See SECURITY.md for the full policy and how to report a vulnerability.

Development

npm ci            # reproducible install
npm run typecheck # tsc --noEmit
npm test          # Vitest suite (77 tests)
npm run build     # tsup → dist/
npm pack --dry-run # inspect the published tarball

Before a PR, ensure all three pass: npm run typecheck && npm test && npm run build.
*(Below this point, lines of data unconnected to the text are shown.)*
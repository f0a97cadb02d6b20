//! Hazard zones and the hysteresis transition table.
//!
//! The next zone depends on the current one: each zone has its own decision
//! function with the band edges pushed outward by the hysteresis margin, so a
//! reading hovering at a threshold cannot make the panel chatter.

use core::fmt;

#[cfg(feature = "serde")]
use serde::{Deserialize, Serialize};

/// Discrete hazard classification of a distance reading.
#[cfg_attr(feature = "serde", derive(Serialize, Deserialize))]
#[cfg_attr(feature = "defmt", derive(defmt::Format))]
#[derive(Debug, Clone, Copy, PartialEq, Eq, Default)]
#[repr(u8)]
pub enum Zone {
    /// No valid reading: nothing in range or no echo.
    #[default]
    None = 0,
    /// Closer than the near threshold.
    Red = 1,
    /// Between the near and mid thresholds.
    Orange = 2,
    /// Beyond the mid threshold.
    Green = 3,
}

impl Zone {
    /// Stable numeric id used in diagnostics (0 = none, 1 = red, 2 = orange, 3 = green).
    pub const fn id(self) -> u8 {
        self as u8
    }

    /// Lowercase name of the zone.
    pub const fn as_str(self) -> &'static str {
        match self {
            Zone::None => "none",
            Zone::Red => "red",
            Zone::Orange => "orange",
            Zone::Green => "green",
        }
    }
}

impl fmt::Display for Zone {
    fn fmt(&self, f: &mut fmt::Formatter<'_>) -> fmt::Result {
        f.write_str(self.as_str())
    }
}

/// Distance bands and the hysteresis margin applied around their edges.
///
/// Expected `near_cm < mid_cm` and `hysteresis_cm < mid_cm - near_cm`; neither is
/// enforced. Edges are computed in `f32`, so a margin larger than a threshold
/// simply yields a negative edge.
#[cfg_attr(feature = "serde", derive(Serialize, Deserialize))]
#[cfg_attr(feature = "serde", serde(default))]
#[cfg_attr(feature = "defmt", derive(defmt::Format))]
#[derive(Debug, Clone, Copy, PartialEq, Eq)]
pub struct HazardThresholds {
    /// Below this distance (cm) is RED.
    pub near_cm: u16,
    /// Below this distance (cm) is ORANGE, at or above it GREEN.
    pub mid_cm: u16,
    /// Margin (cm) a reading must clear before leaving the current zone.
    pub hysteresis_cm: u8,
}

impl Default for HazardThresholds {
    fn default() -> Self {
        Self {
            near_cm: 50,
            mid_cm: 100,
            hysteresis_cm: 5,
        }
    }
}

impl HazardThresholds {
    /// Construct thresholds.
    pub const fn new(near_cm: u16, mid_cm: u16, hysteresis_cm: u8) -> Self {
        Self {
            near_cm,
            mid_cm,
            hysteresis_cm,
        }
    }

    /// Decide the zone for `reading` given the zone the system is in now.
    ///
    /// An invalid reading always yields [`Zone::None`].
    pub fn next_zone(&self, current: Zone, reading: Option<f32>) -> Zone {
        let Some(d) = reading else {
            return Zone::None;
        };

        match current {
            Zone::Red => self.from_red(d),
            Zone::Orange => self.from_orange(d),
            Zone::Green => self.from_green(d),
            Zone::None => self.classify(d),
        }
    }

    /// Plain classification without hysteresis.
    pub fn classify(&self, d: f32) -> Zone {
        if d < self.near() {
            Zone::Red
        } else if d < self.mid() {
            Zone::Orange
        } else {
            Zone::Green
        }
    }

    fn from_red(&self, d: f32) -> Zone {
        if d < self.near() + self.hys() {
            return Zone::Red;
        }
        // Far enough out to skip ORANGE entirely.
        if d < self.mid() - self.hys() {
            Zone::Orange
        } else {
            Zone::Green
        }
    }

    fn from_orange(&self, d: f32) -> Zone {
        if d < self.near() - self.hys() {
            Zone::Red
        } else if d >= self.mid() + self.hys() {
            Zone::Green
        } else {
            Zone::Orange
        }
    }

    fn from_green(&self, d: f32) -> Zone {
        if d >= self.mid() - self.hys() {
            return Zone::Green;
        }
        if d < self.near() + self.hys() {
            Zone::Red
        } else {
            Zone::Orange
        }
    }

    fn near(&self) -> f32 {
        f32::from(self.near_cm)
    }

    fn mid(&self) -> f32 {
        f32::from(self.mid_cm)
    }

    fn hys(&self) -> f32 {
        f32::from(self.hysteresis_cm)
    }
}

#[cfg(test)]
mod tests {
    use super::*;

    const ALL: [Zone; 4] = [Zone::None, Zone::Red, Zone::Orange, Zone::Green];

    fn th() -> HazardThresholds {
        HazardThresholds::new(50, 100, 5)
    }

    /// Distances from 0 to 200 cm in quarter-centimetre steps.
    fn sweep() -> impl Iterator<Item = f32> {
        (0..=800).map(|i| i as f32 * 0.25)
    }

    #[test]
    fn test_defaults() {
        assert_eq!(HazardThresholds::default(), th());
        assert_eq!(Zone::default(), Zone::None);
    }

    #[test]
    fn test_zone_ids() {
        assert_eq!(Zone::None.id(), 0);
        assert_eq!(Zone::Red.id(), 1);
        assert_eq!(Zone::Orange.id(), 2);
        assert_eq!(Zone::Green.id(), 3);
        assert_eq!(Zone::Orange.to_string(), "orange");
    }

    #[test]
    fn test_invalid_reading_is_none_from_every_zone() {
        for zone in ALL {
            assert_eq!(th().next_zone(zone, None), Zone::None);
        }
    }

    #[test]
    fn test_from_none_has_no_hysteresis() {
        let t = th();
        assert_eq!(t.next_zone(Zone::None, Some(49.9)), Zone::Red);
        assert_eq!(t.next_zone(Zone::None, Some(50.0)), Zone::Orange);
        assert_eq!(t.next_zone(Zone::None, Some(99.9)), Zone::Orange);
        assert_eq!(t.next_zone(Zone::None, Some(100.0)), Zone::Green);
    }

    #[test]
    fn test_orange_drops_to_red_below_near_minus_hys() {
        let t = th();
        for d in sweep().filter(|d| *d < 45.0) {
            assert_eq!(t.next_zone(Zone::Orange, Some(d)), Zone::Red, "d = {}", d);
        }
        assert_eq!(t.next_zone(Zone::Orange, Some(45.0)), Zone::Orange);
        assert_eq!(t.next_zone(Zone::Orange, Some(104.9)), Zone::Orange);
        assert_eq!(t.next_zone(Zone::Orange, Some(105.0)), Zone::Green);
    }

    #[test]
    fn test_red_leaves_at_near_plus_hys() {
        let t = th();
        for d in sweep().filter(|d| *d >= 55.0) {
            assert_ne!(t.next_zone(Zone::Red, Some(d)), Zone::Red, "d = {}", d);
        }
        assert_eq!(t.next_zone(Zone::Red, Some(54.9)), Zone::Red);
        assert_eq!(t.next_zone(Zone::Red, Some(55.0)), Zone::Orange);
        assert_eq!(t.next_zone(Zone::Red, Some(94.9)), Zone::Orange);
        // Clears mid - hys as well: straight to GREEN.
        assert_eq!(t.next_zone(Zone::Red, Some(95.0)), Zone::Green);
    }

    #[test]
    fn test_green_holds_down_to_mid_minus_hys() {
        let t = th();
        for d in sweep().filter(|d| *d >= 95.0) {
            assert_eq!(t.next_zone(Zone::Green, Some(d)), Zone::Green, "d = {}", d);
        }
        assert_eq!(t.next_zone(Zone::Green, Some(94.9)), Zone::Orange);
        assert_eq!(t.next_zone(Zone::Green, Some(55.0)), Zone::Orange);
        assert_eq!(t.next_zone(Zone::Green, Some(54.9)), Zone::Red);
    }

    #[test]
    fn test_boundary_does_not_chatter() {
        let t = th();
        let mut zone = t.next_zone(Zone::None, Some(101.0));
        assert_eq!(zone, Zone::Green);
        for d in [99.0, 101.0, 96.0, 100.0, 95.5, 99.9] {
            zone = t.next_zone(zone, Some(d));
            assert_eq!(zone, Zone::Green);
        }
    }

    #[test]
    fn test_scripted_walk() {
        let t = th();
        let mut zone = Zone::None;
        let mut seen = Vec::new();
        for d in [120.0, 90.0, 40.0, 130.0] {
            zone = t.next_zone(zone, Some(d));
            seen.push(zone);
        }
        assert_eq!(seen, [Zone::Green, Zone::Orange, Zone::Red, Zone::Green]);
    }

    #[test]
    fn test_margin_wider_than_near_threshold() {
        let t = HazardThresholds::new(3, 100, 5);
        // near - hys is negative: ORANGE can no longer fall to RED.
        assert_eq!(t.next_zone(Zone::Orange, Some(0.0)), Zone::Orange);
        assert_eq!(t.next_zone(Zone::Green, Some(7.9)), Zone::Red);
    }
}
#![cfg_attr(not(test), no_std)]
#![warn(missing_docs)]
#![doc = "A `no_std` driver set for a proximity-warning panel."]
#![doc = ""]
#![doc = "This crate provides an ultrasonic distance sensor driver, a blinking LED"]
#![doc = "and a pattern buzzer. Indicators are ticked with the current time and never block;"]
#![doc = "the sensor blocks only for the echo wait, which is bounded by its configured range."]

pub mod devices;
pub mod error;
pub mod traits;

pub use devices::buzzer::{Buzzer, BuzzerState};
pub use devices::led::{Led, LedState};
pub use devices::ultrasonic::UltrasonicSensor;
pub use error::DeviceError;
pub use traits::clock::{MicrosClock, MillisClock};
pub use traits::pulse::{BusyWaitPulseIn, PulseIn};
pub use traits::source::DistanceSource;

/// Lowest frequency accepted by the blinking and pattern indicators (Hz).
pub const MIN_INDICATOR_HZ: f32 = 0.5;

/// Highest frequency accepted by the blinking and pattern indicators (Hz).
pub const MAX_INDICATOR_HZ: f32 = 50.0;

/// Clamp an indicator frequency to `[MIN_INDICATOR_HZ, MAX_INDICATOR_HZ]`.
///
/// NaN is treated as the lowest frequency so a bad input can never produce a
/// zero-length interval.
pub fn clamp_indicator_hz(hz: f32) -> f32 {
    if hz.is_nan() {
        return MIN_INDICATOR_HZ;
    }
    hz.clamp(MIN_INDICATOR_HZ, MAX_INDICATOR_HZ)
}

#[cfg(test)]
mod tests {
    use super::*;

    #[test]
    fn test_clamp_indicator_hz() {
        assert_eq!(clamp_indicator_hz(0.1), 0.5);
        assert_eq!(clamp_indicator_hz(5.0), 5.0);
        assert_eq!(clamp_indicator_hz(120.0), 50.0);
        assert_eq!(clamp_indicator_hz(f32::NAN), 0.5);
    }
}
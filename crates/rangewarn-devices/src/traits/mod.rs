//! Capability traits at the hardware boundary.
//!
//! GPIO and delays come straight from `embedded-hal`; the traits here cover
//! what it has no vocabulary for: free-running clocks, echo pulse timing and
//! a source of distance readings.

pub mod clock;
pub mod pulse;
pub mod source;
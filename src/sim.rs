//! Simulated board: clock, output pins, delay and an echo line driven by a
//! scripted scene.

use std::convert::Infallible;
use std::time::{Duration, Instant};

use embedded_hal::delay::DelayNs;
use embedded_hal::digital::{ErrorType, OutputPin};
use rand::rngs::StdRng;
use rand::{Rng, SeedableRng};
use rangewarn_devices::devices::ultrasonic::DEFAULT_SOUND_SPEED_CM_PER_US;
use rangewarn_devices::{MicrosClock, MillisClock, PulseIn};

use crate::blackboard::{set_level, Blackboard, Line};
use crate::settings::{Segment, SimulationSettings};

/// Wall-clock counter that starts at `offset_ms` and wraps like an MCU tick counter.
#[derive(Debug, Clone, Copy)]
pub struct SimClock {
    start: Instant,
    offset_ms: u32,
}

impl SimClock {
    pub fn new(offset_ms: u32) -> Self {
        Self {
            start: Instant::now(),
            offset_ms,
        }
    }
}

impl MillisClock for SimClock {
    fn now_ms(&self) -> u32 {
        let elapsed = self.start.elapsed().as_millis() as u32;
        self.offset_ms.wrapping_add(elapsed)
    }
}

impl MicrosClock for SimClock {
    fn now_us(&self) -> u32 {
        let offset_us = u64::from(self.offset_ms) * 1_000;
        let elapsed = self.start.elapsed().as_micros() as u64;
        offset_us.wrapping_add(elapsed) as u32
    }
}

/// Output line that mirrors its level onto the blackboard.
#[derive(Debug, Clone)]
pub struct SimPin {
    line: Line,
    bb: Blackboard,
}

impl SimPin {
    pub fn new(line: Line, bb: &Blackboard) -> Self {
        Self {
            line,
            bb: bb.clone(),
        }
    }
}

impl ErrorType for SimPin {
    type Error = Infallible;
}

impl OutputPin for SimPin {
    fn set_low(&mut self) -> Result<(), Self::Error> {
        set_level(&self.bb, self.line, false);
        Ok(())
    }

    fn set_high(&mut self) -> Result<(), Self::Error> {
        set_level(&self.bb, self.line, true);
        Ok(())
    }
}

#[derive(Debug, Clone, Copy, Default)]
pub struct SimDelay;

impl DelayNs for SimDelay {
    fn delay_ns(&mut self, ns: u32) {
        spin_sleep::sleep(Duration::from_nanos(u64::from(ns)));
    }
}

/// Looping sequence of held distances.
#[derive(Debug, Clone, Default)]
pub struct Scenario {
    segments: Vec<Segment>,
    period_ms: u64,
}

impl Scenario {
    pub fn new(segments: &[Segment]) -> Self {
        let segments: Vec<Segment> = segments.iter().copied().filter(|s| s.hold_ms > 0).collect();
        let period_ms = segments.iter().map(|s| u64::from(s.hold_ms)).sum();
        Self {
            segments,
            period_ms,
        }
    }

    /// Length of one pass through the scene.
    pub fn period_ms(&self) -> u64 {
        self.period_ms
    }

    /// Distance in the beam `elapsed_ms` after the scene started. An empty
    /// scene has nothing in the beam.
    pub fn distance_at(&self, elapsed_ms: u64) -> Option<f32> {
        if self.period_ms == 0 {
            return None;
        }
        let mut t = elapsed_ms % self.period_ms;
        for segment in &self.segments {
            let hold = u64::from(segment.hold_ms);
            if t < hold {
                return segment.distance_cm;
            }
            t -= hold;
        }
        None
    }
}

/// Echo line of a simulated ranger looking at the scenario.
///
/// The echo width follows the physical speed of sound whatever the driver
/// is calibrated to, so a miscalibrated driver reads a skewed distance.
pub struct SimEcho {
    scenario: Scenario,
    started: Instant,
    rng: StdRng,
    noise_cm: f32,
    dropout_probability: f64,
}

impl SimEcho {
    pub fn new(scenario: Scenario, settings: &SimulationSettings) -> Self {
        Self {
            scenario,
            started: Instant::now(),
            rng: StdRng::seed_from_u64(settings.seed),
            noise_cm: settings.noise_cm,
            dropout_probability: settings.dropout_probability,
        }
    }

    /// Round-trip echo width (µs) for the object in the beam right now,
    /// `None` if there is nothing to reflect.
    fn echo_width_us(&mut self) -> Option<u32> {
        let elapsed_ms = self.started.elapsed().as_millis() as u64;
        let distance = self.scenario.distance_at(elapsed_ms)?;
        if self.rng.random_bool(self.dropout_probability) {
            return None;
        }

        let noise = if self.noise_cm > 0.0 {
            self.rng.random_range(-self.noise_cm..=self.noise_cm)
        } else {
            0.0
        };
        let distance = (distance + noise).max(0.0);
        Some((2.0 * distance / DEFAULT_SOUND_SPEED_CM_PER_US).round() as u32)
    }
}

impl PulseIn for SimEcho {
    fn pulse_high_us(&mut self, timeout_us: u32) -> Option<u32> {
        match self.echo_width_us() {
            Some(width) if width <= timeout_us => {
                spin_sleep::sleep(Duration::from_micros(u64::from(width)));
                Some(width)
            }
            _ => {
                spin_sleep::sleep(Duration::from_micros(u64::from(timeout_us)));
                None
            }
        }
    }
}

#[cfg(test)]
mod tests {
    use super::*;
    use std::sync::Arc;

    fn seg(hold_ms: u32, distance_cm: Option<f32>) -> Segment {
        Segment {
            hold_ms,
            distance_cm,
        }
    }

    fn quiet(seed: u64) -> SimulationSettings {
        SimulationSettings {
            seed,
            ..SimulationSettings::default()
        }
    }

    #[test]
    fn test_scenario_lookup_loops() {
        let scenario = Scenario::new(&[seg(100, Some(80.0)), seg(50, None), seg(0, Some(1.0))]);
        assert_eq!(scenario.period_ms(), 150);
        assert_eq!(scenario.distance_at(0), Some(80.0));
        assert_eq!(scenario.distance_at(99), Some(80.0));
        assert_eq!(scenario.distance_at(100), None);
        assert_eq!(scenario.distance_at(150), Some(80.0));
        assert_eq!(scenario.distance_at(1_549), Some(80.0));
        assert_eq!(scenario.distance_at(1_649), None);
    }

    #[test]
    fn test_empty_scenario_has_nothing_in_beam() {
        assert_eq!(Scenario::default().distance_at(1_000), None);
    }

    #[test]
    fn test_clock_wraps_from_offset() {
        let clock = SimClock::new(u32::MAX);
        let now = clock.now_ms();
        // Either still at the offset or already wrapped to a small value.
        assert!(now == u32::MAX || now < 1_000);
    }

    #[test]
    fn test_micros_follow_millis_offset() {
        let clock = SimClock::new(2_000);
        let us = clock.now_us();
        assert!((2_000_000..2_100_000).contains(&us), "us = {}", us);
    }

    #[test]
    fn test_echo_width_matches_distance() {
        let mut echo = SimEcho::new(Scenario::new(&[seg(60_000, Some(100.0))]), &quiet(1));
        let width = echo.pulse_high_us(30_000).unwrap();
        // 200 cm round trip at 0.0343 cm/µs
        assert!((5_830..=5_832).contains(&width), "width = {}", width);
    }

    #[test]
    fn test_echo_beyond_timeout_is_lost() {
        let mut echo = SimEcho::new(Scenario::new(&[seg(60_000, Some(250.0))]), &quiet(1));
        assert_eq!(echo.pulse_high_us(1_000), None);
    }

    #[test]
    fn test_dropout_always_loses_echo() {
        let settings = SimulationSettings {
            dropout_probability: 1.0,
            ..quiet(3)
        };
        let mut echo = SimEcho::new(Scenario::new(&[seg(60_000, Some(20.0))]), &settings);
        assert_eq!(echo.pulse_high_us(2_000), None);
    }

    #[test]
    fn test_noise_stays_within_bound() {
        let settings = SimulationSettings {
            noise_cm: 1.0,
            ..quiet(42)
        };
        let mut echo = SimEcho::new(Scenario::new(&[seg(60_000, Some(10.0))]), &settings);
        for _ in 0..20 {
            let width = echo.pulse_high_us(30_000).unwrap() as f32;
            let cm = width * 0.5 * DEFAULT_SOUND_SPEED_CM_PER_US;
            assert!((8.9..=11.1).contains(&cm), "cm = {}", cm);
        }
    }

    #[test]
    fn test_sim_pin_mirrors_level() {
        let bb: Blackboard = Arc::default();
        let mut pin = SimPin::new(Line::Green, &bb);
        pin.set_high().unwrap();
        assert!(crate::blackboard::snapshot(&bb).level(Line::Green));
        pin.set_low().unwrap();
        assert!(!crate::blackboard::snapshot(&bb).level(Line::Green));
    }
}
//! Concrete device drivers built on the capability traits.

pub mod buzzer;
pub mod led;
pub mod ultrasonic;
use std::sync::Arc;
use tokio::sync::broadcast;

/// Broadcast topic with bounded capacity.
/// `T` must be `Send + Sync` because messages hop from the control thread to async tasks.
#[derive(Debug, Clone)]
pub struct Topic<T> {
    tx: broadcast::Sender<Arc<T>>,
}

impl<T: Send + Sync + 'static> Topic<T> {
    pub fn new(capacity: usize) -> Self {
        let (tx, _) = broadcast::channel(capacity);
        Self { tx }
    }

    /// Publish to every current subscriber. A message sent before anyone has
    /// subscribed (e.g. a zone change ahead of the zone logger) is dropped.
    pub fn publish(&self, msg: T) {
        let _ = self.tx.send(Arc::new(msg));
    }

    pub fn subscribe(&self) -> broadcast::Receiver<Arc<T>> {
        self.tx.subscribe()
    }
}
use parking_lot::RwLock;
use std::sync::Arc;

use rangewarn_zones::Zone;

/// Physical output lines of the simulated board.
#[derive(Debug, Clone, Copy, PartialEq, Eq)]
pub enum Line {
    Red = 0,
    Orange = 1,
    Green = 2,
    Buzzer = 3,
    Trigger = 4,
}

impl Line {
    pub const COUNT: usize = 5;

    pub fn index(self) -> usize {
        self as usize
    }
}

/// What an observer of the board would see right now.
#[derive(Clone, Debug, Default)]
pub struct State {
    pub levels: [bool; Line::COUNT],
    pub rising_edges: [u64; Line::COUNT],
    pub zone: Zone,
    pub last_distance_cm: Option<f32>,
    pub last_reaction_ms: u32,
    pub faults: Vec<String>,
}

impl State {
    pub fn level(&self, line: Line) -> bool {
        self.levels[line.index()]
    }

    pub fn rising_edges(&self, line: Line) -> u64 {
        self.rising_edges[line.index()]
    }
}

pub type Blackboard = Arc<RwLock<State>>;

pub fn snapshot(bb: &Blackboard) -> State {
    (*bb.read()).clone()
}

pub fn set_level(bb: &Blackboard, line: Line, high: bool) {
    let mut g = bb.write();
    let i = line.index();
    if high && !g.levels[i] {
        g.rising_edges[i] += 1;
    }
    g.levels[i] = high;
}

pub fn record_zone(bb: &Blackboard, zone: Zone, distance_cm: Option<f32>, reaction_ms: u32) {
    let mut g = bb.write();
    g.zone = zone;
    g.last_distance_cm = distance_cm;
    g.last_reaction_ms = reaction_ms;
}

pub fn raise_fault(bb: &Blackboard, msg: &str) {
    let mut g = bb.write();
    if !g.faults.iter().any(|s| s == msg) {
        g.faults.push(msg.to_string());
    }
}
Project layout (pure functions isolated from side effects so everything is trivially unit-testable):

src/
  index.ts        Plugin entry — wires hooks + the custom tool
  config.ts       Typed options + validation (never throws)
  version.ts      Single source of truth for the version
  classify/       types, built-in patterns, pure engine, custom-pattern loader, read-only skip
  enrich/         explanation builder + secret redaction (both pure)
  trace/          language-aware stacktrace parser (pure)
  context/        source preview, git context, runtime/OS context (side-effects isolated)
  breadcrumbs/    session breadcrumb gathering (defensive client access)
  event/          Sentry-grade event types, assembler, renderer, fingerprint (pure)
  persist/        crash-safe artifact writer, rotating history, frequency index
  hooks/          thin tool.execute.after orchestrator
  tools/          explain_error custom tool
  util/           path resolution + JSON serialization
test/             Vitest suite (one file per module)

Supported signatures

Node Cannot find module, EADDRINUSE, EACCES, ECONNREFUSED, ENOENT, npm ERESOLVE; TypeScript TS####; Python Traceback, ModuleNotFoundError, SyntaxError; Maven BUILD FAILURE, Gradle BUILD FAILED, Java exceptions; Rust E#### + panics; Go panics + compile errors; Docker image-not-found / non-zero exit / daemon unreachable; Kubernetes NotFound, CrashLoopBackOff, ImagePullBackOff; Git merge conflicts, rejected pushes, auth failures; SQL syntax + missing-relation; shell command not found; disk-full; and a generic fallback for unrecognised errors carrying two or more signals.

Contributing

Contributions are welcome! Read CONTRIBUTING.md for setup, conventions, and how to add patterns. This project follows the Contributor Covenant Code of Conduct.